This topic describes how to build a development environment, write code, and publish a user-defined table function (UDTF) in Realtime Compute.

Note Currently, Realtime Compute in shared mode does not support UDXs. UDXs are supported only in exclusive mode.

Definition

Similar to a user-defined scalar function (USDF), a UDTF uses zero, one, or multiple scalar values as input parameters (including variable-length parameters). Different from a UDSF, a UDTF returns any number of rows, rather than a single value. The returned rows can consist of one or more columns.

Build a development environment

For more information, see Build a development environment.

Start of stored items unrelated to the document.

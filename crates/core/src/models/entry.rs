//! Transcript entries - the immutable items that make up a story

use chrono::Utc;
use serde::{Deserialize, Serialize};
use uuid::Uuid;

use super::Slot;

/// What kind of transcript entry this is.
#[derive(Debug, Clone, Copy, PartialEq, Eq, Serialize, Deserialize)]
#[serde(rename_all = "snake_case")]
pub enum EntryKind {
    /// Authored by a participant; `sender` names the slot.
    #[serde(rename = "user")]
    Participant,
    /// Authored by the narration backend.
    #[serde(rename = "ai")]
    Narration,
    Ambience,
    System,
}

/// One immutable item in a room's transcript.
///
/// Created once, appended once, never mutated or reordered. Insertion order
/// is the story.
#[derive(Debug, Clone, Serialize, Deserialize)]
pub struct TurnEntry {
    pub id: Uuid,
    #[serde(rename = "type")]
    pub kind: EntryKind,
    pub content: String,
    /// Authoring slot, present only for participant entries.
    #[serde(skip_serializing_if = "Option::is_none")]
    pub sender: Option<Slot>,
    /// Epoch milliseconds.
    pub timestamp: i64,
}

impl TurnEntry {
    fn new(kind: EntryKind, content: String, sender: Option<Slot>) -> Self {
        Self {
            id: Uuid::new_v4(),
            kind,
            content,
            sender,
            timestamp: Utc::now().timestamp_millis(),
        }
    }

    pub fn participant(slot: Slot, content: String) -> Self {
        Self::new(EntryKind::Participant, content, Some(slot))
    }

    pub fn narration(content: String) -> Self {
        Self::new(EntryKind::Narration, content, None)
    }

    pub fn ambience(content: String) -> Self {
        Self::new(EntryKind::Ambience, content, None)
    }

    pub fn system(content: String) -> Self {
        Self::new(EntryKind::System, content, None)
    }
}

Write code that implements business logic

A UDTF needs to implement the eval method in the TableFunction class. The open and close methods are optional. The following sample code is written in Java:

package com.hjc.test.blink.sql.udx;

import org.apache.flink.table.functions.FunctionContext;
import org.apache.flink.table.functions.TableFunction;

public class SplitUdtf extends TableFunction<String> {

    // The open method is optional. To use the open method, you must add 'import org.apache.flink.table.functions.FunctionContext;'.
    @Override
    public void open(FunctionContext context) {
        // ... ...
        }

    public void eval(String str) {
        String[] split = str.split("\\|");
        for (String s : split) {
            collect(s);
        }
    }

    // The close method is optional.
    @Override
    public void close() {
        // ... ...
        }
}

Return multiple rows

A UDTF can convert the output result from a single row to multiple rows by calling the collect method multiple times.

Return multiple columns

A UDTF can also convert the output result from a single column to multiple columns. If you want a UDTF to return multiple columns, declare the return value as a tuple or row.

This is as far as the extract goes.